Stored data
================
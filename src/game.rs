use std::{
    collections::{HashMap, HashSet},
    fmt::Display,
    path::{Path, PathBuf},
    sync::{Arc, RwLock},
};

use loadorder::WritableLoadOrder;
use rayon::iter::{IntoParallelRefIterator, ParallelIterator};

use crate::{
    LogLevel,
    database::Database,
    error::{
        DatabaseLockPoisonError, GameHandleCreationError, LoadOrderError, LoadOrderStateError,
        LoadPluginsError, SortPluginsError,
    },
    escape_ascii,
    logging::{self, format_details, is_log_enabled},
    metadata::{
        Filename,
        plugin_metadata::{GHOST_FILE_EXTENSION, iends_with_ascii},
    },
    plugin::{
        LoadScope, Plugin,
        error::{InvalidFilenameReason, PluginValidationError},
        plugins_metadata, validate_plugin_path_and_header,
    },
    sorting::{
        groups::build_groups_graph,
        plugins::{PluginSortingData, sort_plugins},
    },
};

/// Codes used to create database handles for specific games.
#[derive(Clone, Copy, Debug, Eq, PartialEq, Ord, PartialOrd, Hash)]
#[non_exhaustive]
pub enum GameType {
    /// The Elder Scrolls IV: Oblivion
    Oblivion,
    /// The Elder Scrolls V: Skyrim
    Skyrim,
    /// Fallout 3
    Fallout3,
    /// Fallout: New Vegas
    FalloutNV,
    /// Fallout 4
    Fallout4,
    /// The Elder Scrolls V: Skyrim Special Edition
    SkyrimSE,
    /// Fallout 4 VR
    Fallout4VR,
    /// Skyrim VR
    SkyrimVR,
    /// The Elder Scrolls III: Morrowind
    Morrowind,
    /// Starfield
    Starfield,
    /// OpenMW
    OpenMW,
    /// The Elder Scrolls IV: Oblivion Remastered
    OblivionRemastered,
}

impl Display for GameType {
    fn fmt(&self, f: &mut std::fmt::Formatter<'_>) -> std::fmt::Result {
        match self {
            GameType::Oblivion => write!(f, "The Elder Scrolls IV: Oblivion"),
            GameType::Skyrim => write!(f, "The Elder Scrolls V: Skyrim"),
            GameType::Fallout3 => write!(f, "Fallout 3"),
            GameType::FalloutNV => write!(f, "Fallout: New Vegas"),
            GameType::Fallout4 => write!(f, "Fallout 4"),
            GameType::SkyrimSE => write!(f, "The Elder Scrolls V: Skyrim Special Edition"),
            GameType::Fallout4VR => write!(f, "Fallout 4 VR"),
            GameType::SkyrimVR => write!(f, "The Elder Scrolls V: Skyrim VR"),
            GameType::Morrowind => write!(f, "The Elder Scrolls III: Morrowind"),
            GameType::Starfield => write!(f, "Starfield"),
            GameType::OpenMW => write!(f, "OpenMW"),
            GameType::OblivionRemastered => write!(f, "The Elder Scrolls IV: Oblivion Remastered"),
        }
    }
}

impl From<GameType> for loadorder::GameId {
    fn from(value: GameType) -> Self {
        match value {
            GameType::Oblivion => loadorder::GameId::Oblivion,
            GameType::Skyrim => loadorder::GameId::Skyrim,
            GameType::Fallout3 => loadorder::GameId::Fallout3,
            GameType::FalloutNV => loadorder::GameId::FalloutNV,
            GameType::Fallout4 => loadorder::GameId::Fallout4,
            GameType::SkyrimSE => loadorder::GameId::SkyrimSE,
            GameType::Fallout4VR => loadorder::GameId::Fallout4VR,
            GameType::SkyrimVR => loadorder::GameId::SkyrimVR,
            GameType::Morrowind => loadorder::GameId::Morrowind,
            GameType::Starfield => loadorder::GameId::Starfield,
            GameType::OpenMW => loadorder::GameId::OpenMW,
            GameType::OblivionRemastered => loadorder::GameId::OblivionRemastered,
        }
    }
}

impl From<GameType> for loot_condition_interpreter::GameType {
    fn from(value: GameType) -> Self {
        match value {
            GameType::Oblivion | GameType::OblivionRemastered => {
                loot_condition_interpreter::GameType::Oblivion
            }
            GameType::Skyrim => loot_condition_interpreter::GameType::Skyrim,
            GameType::Fallout3 => loot_condition_interpreter::GameType::Fallout3,
            GameType::FalloutNV => loot_condition_interpreter::GameType::FalloutNV,
            GameType::Fallout4 => loot_condition_interpreter::GameType::Fallout4,
            GameType::SkyrimSE => loot_condition_interpreter::GameType::SkyrimSE,
            GameType::Fallout4VR => loot_condition_interpreter::GameType::Fallout4VR,
            GameType::SkyrimVR => loot_condition_interpreter::GameType::SkyrimVR,
            GameType::Morrowind => loot_condition_interpreter::GameType::Morrowind,
            GameType::Starfield => loot_condition_interpreter::GameType::Starfield,
            GameType::OpenMW => loot_condition_interpreter::GameType::OpenMW,
        }
    }
}

impl From<GameType> for esplugin::GameId {
    fn from(value: GameType) -> Self {
        match value {
            GameType::Oblivion | GameType::OblivionRemastered => esplugin::GameId::Oblivion,
            GameType::Skyrim => esplugin::GameId::Skyrim,
            GameType::Fallout3 => esplugin::GameId::Fallout3,
            GameType::FalloutNV => esplugin::GameId::FalloutNV,
            GameType::Fallout4 | GameType::Fallout4VR => esplugin::GameId::Fallout4,
            GameType::SkyrimSE | GameType::SkyrimVR => esplugin::GameId::SkyrimSE,
            GameType::Morrowind | GameType::OpenMW => esplugin::GameId::Morrowind,
            GameType::Starfield => esplugin::GameId::Starfield,
        }
    }
}

/// The interface through which game-specific functionality is provided.
#[derive(Debug)]
pub struct Game {
    game_type: GameType,
    game_path: PathBuf,
    load_order: Box<(dyn WritableLoadOrder + Send + Sync + 'static)>,
    // Stored in an Arc<RwLock<_>> to support loading metadata in parallel with
    // loading plugins.
    database: Arc<RwLock<Database>>,
    cache: GameCache,
}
================
> What this task involves
Retype all the data exactly, line for line.

> Answer for this exercise
filename src/game.rs
use std::{
    collections::{HashMap, HashSet},
    fmt::Display,
    path::{Path, PathBuf},
    sync::{Arc, RwLock},
};

use loadorder::WritableLoadOrder;
use rayon::iter::{IntoParallelRefIterator, ParallelIterator};

use crate::{
    LogLevel,
    database::Database,
    error::{
        DatabaseLockPoisonError, GameHandleCreationError, LoadOrderError, LoadOrderStateError,
        LoadPluginsError, SortPluginsError,
    },
    escape_ascii,
    logging::{self, format_details, is_log_enabled},
    metadata::{
        Filename,
        plugin_metadata::{GHOST_FILE_EXTENSION, iends_with_ascii},
    },
    plugin::{
        LoadScope, Plugin,
        error::{InvalidFilenameReason, PluginValidationError},
        plugins_metadata, validate_plugin_path_and_header,
    },
    sorting::{
        groups::build_groups_graph,
        plugins::{PluginSortingData, sort_plugins},
    },
};

/// Codes used to create database handles for specific games.
#[derive(Clone, Copy, Debug, Eq, PartialEq, Ord, PartialOrd, Hash)]
#[non_exhaustive]
pub enum GameType {
    /// The Elder Scrolls IV: Oblivion
    Oblivion,
    /// The Elder Scrolls V: Skyrim
    Skyrim,
    /// Fallout 3
    Fallout3,
    /// Fallout: New Vegas
    FalloutNV,
    /// Fallout 4
    Fallout4,
    /// The Elder Scrolls V: Skyrim Special Edition
    SkyrimSE,
    /// Fallout 4 VR
    Fallout4VR,
    /// Skyrim VR
    SkyrimVR,
    /// The Elder Scrolls III: Morrowind
    Morrowind,
    /// Starfield
    Starfield,
    /// OpenMW
    OpenMW,
    /// The Elder Scrolls IV: Oblivion Remastered
    OblivionRemastered,
}

impl Display for GameType {
    fn fmt(&self, f: &mut std::fmt::Formatter<'_>) -> std::fmt::Result {
        match self {
            GameType::Oblivion => write!(f, "The Elder Scrolls IV: Oblivion"),
            GameType::Skyrim => write!(f, "The Elder Scrolls V: Skyrim"),
            GameType::Fallout3 => write!(f, "Fallout 3"),
            GameType::FalloutNV => write!(f, "Fallout: New Vegas"),
            GameType::Fallout4 => write!(f, "Fallout 4"),
            GameType::SkyrimSE => write!(f, "The Elder Scrolls V: Skyrim Special Edition"),
            GameType::Fallout4VR => write!(f, "Fallout 4 VR"),
            GameType::SkyrimVR => write!(f, "The Elder Scrolls V: Skyrim VR"),
            GameType::Morrowind => write!(f, "The Elder Scrolls III: Morrowind"),
            GameType::Starfield => write!(f, "Starfield"),
            GameType::OpenMW => write!(f, "OpenMW"),
            GameType::OblivionRemastered => write!(f, "The Elder Scrolls IV: Oblivion Remastered"),
        }
    }
}

impl From<GameType> for loadorder::GameId {
    fn from(value: GameType) -> Self {
        match value {
            GameType::Oblivion => loadorder::GameId::Oblivion,
            GameType::Skyrim => loadorder::GameId::Skyrim,
            GameType::Fallout3 => loadorder::GameId::Fallout3,
            GameType::FalloutNV => loadorder::GameId::FalloutNV,
            GameType::Fallout4 => loadorder::GameId::Fallout4,
            GameType::SkyrimSE => loadorder::GameId::SkyrimSE,
            GameType::Fallout4VR => loadorder::GameId::Fallout4VR,
            GameType::SkyrimVR => loadorder::GameId::SkyrimVR,
            GameType::Morrowind => loadorder::GameId::Morrowind,
            GameType::Starfield => loadorder::GameId::Starfield,
            GameType::OpenMW => loadorder::GameId::OpenMW,
            GameType::OblivionRemastered => loadorder::GameId::OblivionRemastered,
        }
    }
}

impl From<GameType> for loot_condition_interpreter::GameType {
    fn from(value: GameType) -> Self {
        match value {
            GameType::Oblivion | GameType::OblivionRemastered => {
                loot_condition_interpreter::GameType::Oblivion
            }
            GameType::Skyrim => loot_condition_interpreter::GameType::Skyrim,
            GameType::Fallout3 => loot_condition_interpreter::GameType::Fallout3,
            GameType::FalloutNV => loot_condition_interpreter::GameType::FalloutNV,
            GameType::Fallout4 => loot_condition_interpreter::GameType::Fallout4,
            GameType::SkyrimSE => loot_condition_interpreter::GameType::SkyrimSE,
            GameType::Fallout4VR => loot_condition_interpreter::GameType::Fallout4VR,
            GameType::SkyrimVR => loot_condition_interpreter::GameType::SkyrimVR,
            GameType::Morrowind => loot_condition_interpreter::GameType::Morrowind,
            GameType::Starfield => loot_condition_interpreter::GameType::Starfield,
            GameType::OpenMW => loot_condition_interpreter::GameType::OpenMW,
        }
    }
}

impl From<GameType> for esplugin::GameId {
    fn from(value: GameType) -> Self {
        match value {
            GameType::Oblivion | GameType::OblivionRemastered => esplugin::GameId::Oblivion,
            GameType::Skyrim => esplugin::GameId::Skyrim,
            GameType::Fallout3 => esplugin::GameId::Fallout3,
            GameType::FalloutNV => esplugin::GameId::FalloutNV,
            GameType::Fallout4 | GameType::Fallout4VR => esplugin::GameId::Fallout4,
            GameType::SkyrimSE | GameType::SkyrimVR => esplugin::GameId::SkyrimSE,
            GameType::Morrowind | GameType::OpenMW => esplugin::GameId::Morrowind,
            GameType::Starfield => esplugin::GameId::Starfield,
        }
    }
}

/// The interface through which game-specific functionality is provided.
#[derive(Debug)]
pub struct Game {
    game_type: GameType,
    game_path: PathBuf,
    load_order: Box<(dyn WritableLoadOrder + Send + Sync + 'static)>,
    // Stored in an Arc<RwLock<_>> to support loading metadata in parallel with
    // loading plugins.
    database: Arc<RwLock<Database>>,
    cache: GameCache,
}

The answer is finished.